- **TASK**
Pull each line holding the word "unix" from the data.

- **EXTRACTED INFORMATION**
════════════════════
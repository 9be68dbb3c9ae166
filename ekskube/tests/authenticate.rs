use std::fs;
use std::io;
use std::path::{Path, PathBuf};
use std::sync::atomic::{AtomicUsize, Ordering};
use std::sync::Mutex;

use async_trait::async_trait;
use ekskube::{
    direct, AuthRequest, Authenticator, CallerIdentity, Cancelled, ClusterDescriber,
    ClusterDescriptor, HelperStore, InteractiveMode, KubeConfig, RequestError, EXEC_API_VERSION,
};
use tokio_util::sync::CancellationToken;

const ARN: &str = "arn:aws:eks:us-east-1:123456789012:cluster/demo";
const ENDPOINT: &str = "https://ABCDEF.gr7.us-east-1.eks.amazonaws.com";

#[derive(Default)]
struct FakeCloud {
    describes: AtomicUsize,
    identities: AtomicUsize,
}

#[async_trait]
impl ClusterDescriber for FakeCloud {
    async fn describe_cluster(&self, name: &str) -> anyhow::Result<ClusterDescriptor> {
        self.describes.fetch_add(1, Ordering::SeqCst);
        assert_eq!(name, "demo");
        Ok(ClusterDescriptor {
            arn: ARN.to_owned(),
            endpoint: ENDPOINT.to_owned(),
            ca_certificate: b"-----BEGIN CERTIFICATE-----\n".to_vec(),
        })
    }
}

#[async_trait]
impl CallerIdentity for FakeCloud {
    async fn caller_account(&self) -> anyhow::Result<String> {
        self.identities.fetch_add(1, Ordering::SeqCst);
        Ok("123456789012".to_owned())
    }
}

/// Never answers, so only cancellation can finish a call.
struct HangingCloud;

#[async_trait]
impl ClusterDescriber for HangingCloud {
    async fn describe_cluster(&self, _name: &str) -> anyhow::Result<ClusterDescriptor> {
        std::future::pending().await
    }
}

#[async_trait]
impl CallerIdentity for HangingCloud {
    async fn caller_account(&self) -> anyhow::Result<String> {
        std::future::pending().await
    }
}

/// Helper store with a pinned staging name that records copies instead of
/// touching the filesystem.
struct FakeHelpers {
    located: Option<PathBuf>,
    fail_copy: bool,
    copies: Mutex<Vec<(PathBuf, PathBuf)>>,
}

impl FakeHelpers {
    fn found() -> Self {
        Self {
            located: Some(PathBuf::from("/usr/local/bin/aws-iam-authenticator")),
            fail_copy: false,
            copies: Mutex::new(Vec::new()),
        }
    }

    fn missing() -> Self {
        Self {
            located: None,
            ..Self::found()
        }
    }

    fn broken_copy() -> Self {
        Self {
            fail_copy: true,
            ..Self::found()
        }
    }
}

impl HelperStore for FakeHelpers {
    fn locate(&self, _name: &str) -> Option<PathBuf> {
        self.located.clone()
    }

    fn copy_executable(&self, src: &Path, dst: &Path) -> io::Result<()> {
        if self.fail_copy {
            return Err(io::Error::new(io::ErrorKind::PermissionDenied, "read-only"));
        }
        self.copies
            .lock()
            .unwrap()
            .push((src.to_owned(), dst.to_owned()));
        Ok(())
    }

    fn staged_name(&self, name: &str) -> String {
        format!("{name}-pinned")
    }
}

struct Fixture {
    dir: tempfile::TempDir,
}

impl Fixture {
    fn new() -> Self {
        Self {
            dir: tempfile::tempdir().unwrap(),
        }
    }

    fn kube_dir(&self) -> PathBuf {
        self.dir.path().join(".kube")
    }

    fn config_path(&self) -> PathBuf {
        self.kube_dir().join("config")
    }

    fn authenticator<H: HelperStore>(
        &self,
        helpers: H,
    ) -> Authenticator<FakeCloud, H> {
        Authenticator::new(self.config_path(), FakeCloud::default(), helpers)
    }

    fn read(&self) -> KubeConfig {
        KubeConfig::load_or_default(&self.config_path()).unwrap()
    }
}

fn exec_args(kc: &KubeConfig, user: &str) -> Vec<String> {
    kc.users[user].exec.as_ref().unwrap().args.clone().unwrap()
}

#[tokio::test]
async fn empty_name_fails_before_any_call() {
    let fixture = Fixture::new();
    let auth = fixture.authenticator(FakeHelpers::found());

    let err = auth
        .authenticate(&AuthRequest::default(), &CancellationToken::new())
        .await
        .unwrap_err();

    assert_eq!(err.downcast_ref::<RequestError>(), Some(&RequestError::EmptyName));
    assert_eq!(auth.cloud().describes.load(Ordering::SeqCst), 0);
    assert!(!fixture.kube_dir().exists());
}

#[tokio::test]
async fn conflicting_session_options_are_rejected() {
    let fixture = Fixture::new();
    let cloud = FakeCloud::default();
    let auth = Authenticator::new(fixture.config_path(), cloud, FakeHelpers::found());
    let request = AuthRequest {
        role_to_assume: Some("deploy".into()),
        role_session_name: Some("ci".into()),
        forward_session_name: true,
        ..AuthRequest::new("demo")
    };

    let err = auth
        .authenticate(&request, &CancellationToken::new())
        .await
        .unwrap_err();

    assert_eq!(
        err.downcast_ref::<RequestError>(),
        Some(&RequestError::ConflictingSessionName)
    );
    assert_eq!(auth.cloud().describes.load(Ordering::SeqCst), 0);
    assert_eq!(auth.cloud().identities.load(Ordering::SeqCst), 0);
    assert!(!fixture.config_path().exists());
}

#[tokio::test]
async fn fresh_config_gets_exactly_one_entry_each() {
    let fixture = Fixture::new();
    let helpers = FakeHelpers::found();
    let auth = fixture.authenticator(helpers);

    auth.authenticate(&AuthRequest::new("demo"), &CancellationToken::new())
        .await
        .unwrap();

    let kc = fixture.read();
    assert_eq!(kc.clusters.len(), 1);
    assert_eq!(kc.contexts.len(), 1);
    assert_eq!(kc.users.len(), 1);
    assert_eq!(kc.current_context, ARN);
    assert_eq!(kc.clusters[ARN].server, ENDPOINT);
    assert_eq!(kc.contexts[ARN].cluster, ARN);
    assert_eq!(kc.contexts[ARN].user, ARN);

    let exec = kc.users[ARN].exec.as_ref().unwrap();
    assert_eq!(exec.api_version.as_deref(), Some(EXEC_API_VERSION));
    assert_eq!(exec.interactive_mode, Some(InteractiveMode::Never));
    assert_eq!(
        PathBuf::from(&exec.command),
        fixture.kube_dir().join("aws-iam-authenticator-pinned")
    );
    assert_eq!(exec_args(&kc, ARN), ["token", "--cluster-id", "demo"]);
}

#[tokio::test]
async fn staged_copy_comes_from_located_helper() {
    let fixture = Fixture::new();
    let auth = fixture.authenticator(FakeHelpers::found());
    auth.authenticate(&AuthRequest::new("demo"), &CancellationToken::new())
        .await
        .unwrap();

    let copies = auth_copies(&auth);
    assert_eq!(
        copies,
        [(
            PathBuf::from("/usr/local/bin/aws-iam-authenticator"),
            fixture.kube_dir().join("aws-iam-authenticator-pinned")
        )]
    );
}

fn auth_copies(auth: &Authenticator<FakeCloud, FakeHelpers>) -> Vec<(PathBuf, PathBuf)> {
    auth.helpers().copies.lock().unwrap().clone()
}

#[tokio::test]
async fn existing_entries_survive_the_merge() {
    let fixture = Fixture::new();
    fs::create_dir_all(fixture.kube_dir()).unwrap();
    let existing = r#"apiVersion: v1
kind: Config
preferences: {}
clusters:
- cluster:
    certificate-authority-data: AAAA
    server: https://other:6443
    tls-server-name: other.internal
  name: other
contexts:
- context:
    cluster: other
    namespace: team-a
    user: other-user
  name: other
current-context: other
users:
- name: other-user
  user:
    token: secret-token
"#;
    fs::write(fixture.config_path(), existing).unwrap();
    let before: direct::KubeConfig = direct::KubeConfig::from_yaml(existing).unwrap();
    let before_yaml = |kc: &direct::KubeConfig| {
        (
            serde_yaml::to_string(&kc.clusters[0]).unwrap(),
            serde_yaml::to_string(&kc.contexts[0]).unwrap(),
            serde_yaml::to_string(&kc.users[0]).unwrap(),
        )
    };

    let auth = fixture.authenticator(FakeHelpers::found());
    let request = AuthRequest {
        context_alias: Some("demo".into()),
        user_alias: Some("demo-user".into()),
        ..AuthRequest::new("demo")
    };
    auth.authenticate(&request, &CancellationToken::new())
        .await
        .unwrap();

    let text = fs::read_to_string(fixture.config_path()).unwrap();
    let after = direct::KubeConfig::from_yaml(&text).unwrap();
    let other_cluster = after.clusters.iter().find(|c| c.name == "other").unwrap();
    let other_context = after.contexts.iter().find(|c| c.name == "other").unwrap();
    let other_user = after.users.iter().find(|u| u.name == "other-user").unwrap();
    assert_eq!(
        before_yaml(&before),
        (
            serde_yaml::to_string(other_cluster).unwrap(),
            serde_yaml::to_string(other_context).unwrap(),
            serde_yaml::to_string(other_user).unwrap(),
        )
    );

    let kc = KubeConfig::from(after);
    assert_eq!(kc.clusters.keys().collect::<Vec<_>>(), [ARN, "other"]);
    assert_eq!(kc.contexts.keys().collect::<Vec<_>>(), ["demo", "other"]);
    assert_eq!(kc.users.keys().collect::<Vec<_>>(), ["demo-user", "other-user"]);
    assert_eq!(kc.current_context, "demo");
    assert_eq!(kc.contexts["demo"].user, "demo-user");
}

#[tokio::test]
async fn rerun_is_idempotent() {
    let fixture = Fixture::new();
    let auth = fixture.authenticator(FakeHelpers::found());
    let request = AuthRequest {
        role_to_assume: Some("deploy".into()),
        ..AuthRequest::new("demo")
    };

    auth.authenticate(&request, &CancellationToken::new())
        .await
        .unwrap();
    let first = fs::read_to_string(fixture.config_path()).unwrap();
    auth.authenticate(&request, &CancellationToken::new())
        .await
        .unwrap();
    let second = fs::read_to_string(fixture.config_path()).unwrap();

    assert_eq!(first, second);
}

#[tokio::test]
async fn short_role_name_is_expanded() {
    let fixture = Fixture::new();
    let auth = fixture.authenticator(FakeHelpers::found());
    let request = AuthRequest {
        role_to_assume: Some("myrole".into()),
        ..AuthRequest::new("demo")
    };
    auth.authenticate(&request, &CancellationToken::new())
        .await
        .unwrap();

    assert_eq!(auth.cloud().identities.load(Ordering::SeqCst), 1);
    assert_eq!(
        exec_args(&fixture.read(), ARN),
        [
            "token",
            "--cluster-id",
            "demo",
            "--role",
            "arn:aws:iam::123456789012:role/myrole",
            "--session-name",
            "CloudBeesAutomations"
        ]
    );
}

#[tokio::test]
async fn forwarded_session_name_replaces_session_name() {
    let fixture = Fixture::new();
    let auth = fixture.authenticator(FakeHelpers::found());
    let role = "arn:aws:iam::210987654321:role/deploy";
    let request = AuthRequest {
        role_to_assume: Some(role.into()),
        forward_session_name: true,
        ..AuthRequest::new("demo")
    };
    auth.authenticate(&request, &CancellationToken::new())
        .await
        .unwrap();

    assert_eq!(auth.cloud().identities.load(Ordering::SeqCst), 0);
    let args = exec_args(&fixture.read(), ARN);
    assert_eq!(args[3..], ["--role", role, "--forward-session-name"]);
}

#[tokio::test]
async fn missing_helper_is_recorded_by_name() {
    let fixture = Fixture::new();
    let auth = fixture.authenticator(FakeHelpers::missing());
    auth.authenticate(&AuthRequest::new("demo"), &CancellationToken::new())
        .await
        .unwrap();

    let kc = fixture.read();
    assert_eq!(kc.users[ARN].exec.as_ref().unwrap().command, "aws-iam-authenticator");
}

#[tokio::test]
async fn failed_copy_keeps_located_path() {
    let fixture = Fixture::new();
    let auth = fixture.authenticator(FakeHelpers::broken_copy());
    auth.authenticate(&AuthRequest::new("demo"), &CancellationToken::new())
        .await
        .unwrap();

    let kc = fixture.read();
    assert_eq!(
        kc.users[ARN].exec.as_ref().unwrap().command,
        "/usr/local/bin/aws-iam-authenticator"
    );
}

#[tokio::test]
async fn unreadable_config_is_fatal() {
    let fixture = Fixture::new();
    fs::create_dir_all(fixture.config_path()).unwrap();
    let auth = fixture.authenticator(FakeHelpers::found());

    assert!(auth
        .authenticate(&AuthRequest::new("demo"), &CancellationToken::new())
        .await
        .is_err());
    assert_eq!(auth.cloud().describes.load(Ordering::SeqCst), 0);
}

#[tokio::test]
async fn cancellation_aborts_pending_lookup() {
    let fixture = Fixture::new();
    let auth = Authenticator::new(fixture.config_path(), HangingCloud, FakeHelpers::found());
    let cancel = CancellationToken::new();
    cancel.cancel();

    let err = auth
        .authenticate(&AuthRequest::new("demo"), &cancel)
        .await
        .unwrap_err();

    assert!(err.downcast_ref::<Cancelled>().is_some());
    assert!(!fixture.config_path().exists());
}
════════════════════
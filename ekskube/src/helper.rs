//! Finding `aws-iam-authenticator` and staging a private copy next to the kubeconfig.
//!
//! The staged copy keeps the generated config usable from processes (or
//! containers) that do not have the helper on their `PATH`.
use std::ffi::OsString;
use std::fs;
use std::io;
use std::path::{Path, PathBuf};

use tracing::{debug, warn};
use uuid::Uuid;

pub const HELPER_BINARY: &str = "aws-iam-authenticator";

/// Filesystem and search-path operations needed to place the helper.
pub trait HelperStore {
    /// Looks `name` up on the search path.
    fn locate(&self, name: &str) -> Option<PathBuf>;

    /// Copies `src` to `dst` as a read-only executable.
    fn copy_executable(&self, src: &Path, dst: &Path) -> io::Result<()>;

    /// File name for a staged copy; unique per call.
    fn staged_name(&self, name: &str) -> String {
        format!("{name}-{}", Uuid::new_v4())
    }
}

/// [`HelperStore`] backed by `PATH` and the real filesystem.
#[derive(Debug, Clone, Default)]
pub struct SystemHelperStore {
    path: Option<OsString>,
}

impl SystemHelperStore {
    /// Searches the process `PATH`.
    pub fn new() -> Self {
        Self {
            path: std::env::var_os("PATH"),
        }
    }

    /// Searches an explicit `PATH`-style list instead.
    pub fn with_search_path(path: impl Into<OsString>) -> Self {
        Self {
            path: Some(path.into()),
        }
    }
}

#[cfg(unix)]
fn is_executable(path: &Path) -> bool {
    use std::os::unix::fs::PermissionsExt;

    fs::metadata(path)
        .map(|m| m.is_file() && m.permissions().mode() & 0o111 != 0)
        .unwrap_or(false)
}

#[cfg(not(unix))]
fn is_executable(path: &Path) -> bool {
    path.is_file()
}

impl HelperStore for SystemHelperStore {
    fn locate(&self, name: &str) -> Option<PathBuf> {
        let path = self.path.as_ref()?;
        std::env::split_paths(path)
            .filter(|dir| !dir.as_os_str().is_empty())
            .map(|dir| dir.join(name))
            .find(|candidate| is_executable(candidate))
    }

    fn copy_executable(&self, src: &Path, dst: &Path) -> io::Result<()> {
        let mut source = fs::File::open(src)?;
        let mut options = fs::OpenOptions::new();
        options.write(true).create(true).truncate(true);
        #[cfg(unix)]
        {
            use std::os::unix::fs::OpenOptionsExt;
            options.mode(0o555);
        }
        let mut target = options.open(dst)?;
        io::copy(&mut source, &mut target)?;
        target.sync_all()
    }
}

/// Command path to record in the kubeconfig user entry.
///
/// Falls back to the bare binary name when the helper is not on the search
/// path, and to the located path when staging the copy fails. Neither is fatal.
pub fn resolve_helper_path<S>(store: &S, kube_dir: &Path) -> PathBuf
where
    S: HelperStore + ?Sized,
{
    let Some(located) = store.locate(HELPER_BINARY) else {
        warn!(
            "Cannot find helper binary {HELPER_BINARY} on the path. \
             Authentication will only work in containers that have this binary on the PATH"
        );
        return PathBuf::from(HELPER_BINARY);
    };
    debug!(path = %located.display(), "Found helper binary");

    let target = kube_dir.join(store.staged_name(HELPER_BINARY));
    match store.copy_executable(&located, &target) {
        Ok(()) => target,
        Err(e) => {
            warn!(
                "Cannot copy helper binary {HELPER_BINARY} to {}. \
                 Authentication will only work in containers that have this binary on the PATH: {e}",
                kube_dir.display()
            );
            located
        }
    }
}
════════════════════
- **SOLUTION**
#[cfg(unix)]
    use std::os::unix::fs::PermissionsExt;
#[cfg(not(unix))]
        #[cfg(unix)]
            use std::os::unix::fs::OpenOptionsExt;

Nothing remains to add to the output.